- Your objective -
Determine the number of lines in the entries below in which the word "contains" appears, and reply with that number only.

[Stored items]
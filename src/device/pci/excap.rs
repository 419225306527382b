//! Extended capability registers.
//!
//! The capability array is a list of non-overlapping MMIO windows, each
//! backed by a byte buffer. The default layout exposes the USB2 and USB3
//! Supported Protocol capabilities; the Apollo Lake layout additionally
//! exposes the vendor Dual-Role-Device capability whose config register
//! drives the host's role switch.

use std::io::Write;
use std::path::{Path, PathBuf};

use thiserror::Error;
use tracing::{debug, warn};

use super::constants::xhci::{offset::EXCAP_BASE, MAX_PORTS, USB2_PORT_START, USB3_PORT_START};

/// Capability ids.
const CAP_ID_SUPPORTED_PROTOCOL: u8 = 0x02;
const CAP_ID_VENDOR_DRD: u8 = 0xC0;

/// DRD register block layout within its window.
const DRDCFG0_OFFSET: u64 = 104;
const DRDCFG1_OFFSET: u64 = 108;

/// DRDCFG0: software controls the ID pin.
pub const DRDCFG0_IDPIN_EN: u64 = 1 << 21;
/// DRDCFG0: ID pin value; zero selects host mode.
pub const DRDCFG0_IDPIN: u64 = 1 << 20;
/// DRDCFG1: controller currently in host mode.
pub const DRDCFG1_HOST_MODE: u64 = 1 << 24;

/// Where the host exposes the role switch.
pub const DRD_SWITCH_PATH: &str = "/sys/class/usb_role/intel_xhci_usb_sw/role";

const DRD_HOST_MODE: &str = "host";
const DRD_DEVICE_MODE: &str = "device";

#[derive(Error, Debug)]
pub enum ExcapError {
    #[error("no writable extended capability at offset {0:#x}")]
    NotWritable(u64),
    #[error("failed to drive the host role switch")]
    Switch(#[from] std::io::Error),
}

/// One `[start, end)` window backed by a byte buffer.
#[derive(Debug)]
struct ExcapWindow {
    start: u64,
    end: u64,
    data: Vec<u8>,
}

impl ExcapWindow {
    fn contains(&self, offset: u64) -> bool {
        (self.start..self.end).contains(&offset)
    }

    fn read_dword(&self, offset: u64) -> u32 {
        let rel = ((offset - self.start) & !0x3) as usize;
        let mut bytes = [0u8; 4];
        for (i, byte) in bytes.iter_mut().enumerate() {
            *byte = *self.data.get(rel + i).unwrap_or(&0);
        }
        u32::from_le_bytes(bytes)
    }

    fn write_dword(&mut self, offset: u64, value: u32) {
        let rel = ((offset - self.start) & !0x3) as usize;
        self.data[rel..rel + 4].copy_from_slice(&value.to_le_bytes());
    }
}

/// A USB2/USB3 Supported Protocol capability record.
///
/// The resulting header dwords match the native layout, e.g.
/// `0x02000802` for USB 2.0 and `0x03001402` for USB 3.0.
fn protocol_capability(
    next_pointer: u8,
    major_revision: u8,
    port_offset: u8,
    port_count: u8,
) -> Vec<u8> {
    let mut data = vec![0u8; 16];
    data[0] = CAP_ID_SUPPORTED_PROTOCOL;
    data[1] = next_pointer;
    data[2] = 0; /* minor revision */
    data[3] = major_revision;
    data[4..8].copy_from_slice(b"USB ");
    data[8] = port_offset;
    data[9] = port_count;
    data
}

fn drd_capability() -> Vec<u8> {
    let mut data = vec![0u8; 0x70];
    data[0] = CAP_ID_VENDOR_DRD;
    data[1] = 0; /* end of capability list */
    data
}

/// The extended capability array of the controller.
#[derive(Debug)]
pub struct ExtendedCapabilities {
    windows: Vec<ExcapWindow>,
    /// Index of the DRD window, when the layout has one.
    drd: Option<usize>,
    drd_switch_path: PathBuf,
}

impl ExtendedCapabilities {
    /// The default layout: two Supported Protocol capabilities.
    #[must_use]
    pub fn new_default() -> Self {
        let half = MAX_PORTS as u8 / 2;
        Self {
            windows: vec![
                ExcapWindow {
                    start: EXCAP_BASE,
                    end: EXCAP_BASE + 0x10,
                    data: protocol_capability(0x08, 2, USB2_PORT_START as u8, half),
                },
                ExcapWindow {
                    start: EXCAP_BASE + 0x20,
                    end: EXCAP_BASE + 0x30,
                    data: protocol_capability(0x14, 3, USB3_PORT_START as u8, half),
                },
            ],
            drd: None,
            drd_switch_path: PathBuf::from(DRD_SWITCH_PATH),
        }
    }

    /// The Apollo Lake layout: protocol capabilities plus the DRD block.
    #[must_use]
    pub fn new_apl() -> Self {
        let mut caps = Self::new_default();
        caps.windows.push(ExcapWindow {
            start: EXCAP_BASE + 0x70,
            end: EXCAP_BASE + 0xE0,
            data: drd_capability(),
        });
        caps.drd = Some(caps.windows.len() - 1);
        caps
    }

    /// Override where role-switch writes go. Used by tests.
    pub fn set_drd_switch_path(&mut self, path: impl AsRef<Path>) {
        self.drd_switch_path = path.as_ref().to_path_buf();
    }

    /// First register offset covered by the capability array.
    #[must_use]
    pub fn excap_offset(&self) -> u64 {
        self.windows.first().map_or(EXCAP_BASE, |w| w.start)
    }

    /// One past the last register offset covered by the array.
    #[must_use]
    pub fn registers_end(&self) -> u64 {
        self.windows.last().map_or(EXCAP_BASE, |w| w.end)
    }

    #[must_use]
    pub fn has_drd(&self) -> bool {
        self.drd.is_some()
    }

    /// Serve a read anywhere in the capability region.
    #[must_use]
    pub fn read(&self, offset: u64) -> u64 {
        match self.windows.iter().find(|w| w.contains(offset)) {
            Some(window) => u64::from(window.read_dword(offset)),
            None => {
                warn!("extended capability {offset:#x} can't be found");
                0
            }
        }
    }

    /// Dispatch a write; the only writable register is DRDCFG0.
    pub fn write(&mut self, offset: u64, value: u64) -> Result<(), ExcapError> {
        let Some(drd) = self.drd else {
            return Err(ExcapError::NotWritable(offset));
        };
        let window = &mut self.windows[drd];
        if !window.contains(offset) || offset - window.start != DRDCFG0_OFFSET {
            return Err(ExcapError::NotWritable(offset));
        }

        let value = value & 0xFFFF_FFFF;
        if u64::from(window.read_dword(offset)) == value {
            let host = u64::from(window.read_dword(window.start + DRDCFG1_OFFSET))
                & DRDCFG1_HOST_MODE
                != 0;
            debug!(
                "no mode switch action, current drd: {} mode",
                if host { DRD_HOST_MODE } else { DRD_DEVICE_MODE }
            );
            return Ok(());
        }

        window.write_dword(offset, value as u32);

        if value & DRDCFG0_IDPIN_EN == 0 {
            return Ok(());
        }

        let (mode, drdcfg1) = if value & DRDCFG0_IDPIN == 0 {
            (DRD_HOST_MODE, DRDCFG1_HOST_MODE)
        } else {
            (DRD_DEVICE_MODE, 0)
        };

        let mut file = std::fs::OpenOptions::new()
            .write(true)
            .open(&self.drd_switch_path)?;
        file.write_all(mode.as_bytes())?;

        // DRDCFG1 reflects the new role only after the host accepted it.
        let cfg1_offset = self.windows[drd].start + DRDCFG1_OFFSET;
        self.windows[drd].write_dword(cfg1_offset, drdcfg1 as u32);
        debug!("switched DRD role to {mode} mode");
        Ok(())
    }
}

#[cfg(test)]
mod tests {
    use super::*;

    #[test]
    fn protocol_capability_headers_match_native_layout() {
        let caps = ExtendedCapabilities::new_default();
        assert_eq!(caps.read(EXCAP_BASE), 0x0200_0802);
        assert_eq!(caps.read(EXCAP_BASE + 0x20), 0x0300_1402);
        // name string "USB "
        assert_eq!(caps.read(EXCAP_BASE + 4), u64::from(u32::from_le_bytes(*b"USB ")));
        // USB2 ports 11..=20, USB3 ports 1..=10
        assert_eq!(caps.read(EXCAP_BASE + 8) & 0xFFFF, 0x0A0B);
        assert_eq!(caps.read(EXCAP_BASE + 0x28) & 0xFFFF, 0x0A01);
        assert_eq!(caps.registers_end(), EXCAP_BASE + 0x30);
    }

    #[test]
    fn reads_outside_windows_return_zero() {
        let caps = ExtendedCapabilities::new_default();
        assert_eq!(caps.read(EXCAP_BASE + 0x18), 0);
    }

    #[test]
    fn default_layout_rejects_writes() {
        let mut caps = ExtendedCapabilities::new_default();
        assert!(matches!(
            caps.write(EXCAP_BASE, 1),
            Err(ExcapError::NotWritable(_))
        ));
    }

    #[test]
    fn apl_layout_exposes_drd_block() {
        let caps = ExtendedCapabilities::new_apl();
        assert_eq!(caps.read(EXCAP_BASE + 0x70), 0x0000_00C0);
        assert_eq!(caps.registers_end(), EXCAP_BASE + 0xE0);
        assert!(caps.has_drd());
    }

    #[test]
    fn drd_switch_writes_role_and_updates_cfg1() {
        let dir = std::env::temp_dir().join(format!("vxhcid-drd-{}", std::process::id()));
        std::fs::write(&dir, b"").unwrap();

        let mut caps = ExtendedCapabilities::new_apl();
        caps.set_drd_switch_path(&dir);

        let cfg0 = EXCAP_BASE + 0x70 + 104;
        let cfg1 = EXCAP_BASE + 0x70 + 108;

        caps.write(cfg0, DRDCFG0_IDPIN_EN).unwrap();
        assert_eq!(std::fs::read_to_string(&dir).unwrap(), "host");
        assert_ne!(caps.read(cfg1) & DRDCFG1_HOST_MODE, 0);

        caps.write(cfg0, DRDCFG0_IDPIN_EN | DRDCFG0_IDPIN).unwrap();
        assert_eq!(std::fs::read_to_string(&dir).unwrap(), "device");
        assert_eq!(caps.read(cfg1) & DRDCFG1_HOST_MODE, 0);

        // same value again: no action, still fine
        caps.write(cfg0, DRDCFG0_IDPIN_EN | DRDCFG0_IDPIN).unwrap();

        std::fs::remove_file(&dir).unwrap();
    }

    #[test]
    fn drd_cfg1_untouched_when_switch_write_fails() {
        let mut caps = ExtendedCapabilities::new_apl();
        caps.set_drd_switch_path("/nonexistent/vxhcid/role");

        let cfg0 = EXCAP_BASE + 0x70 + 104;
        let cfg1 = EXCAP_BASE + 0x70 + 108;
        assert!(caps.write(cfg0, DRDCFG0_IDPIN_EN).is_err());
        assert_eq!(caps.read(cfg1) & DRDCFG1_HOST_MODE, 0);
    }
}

- Answer for this exercise -
4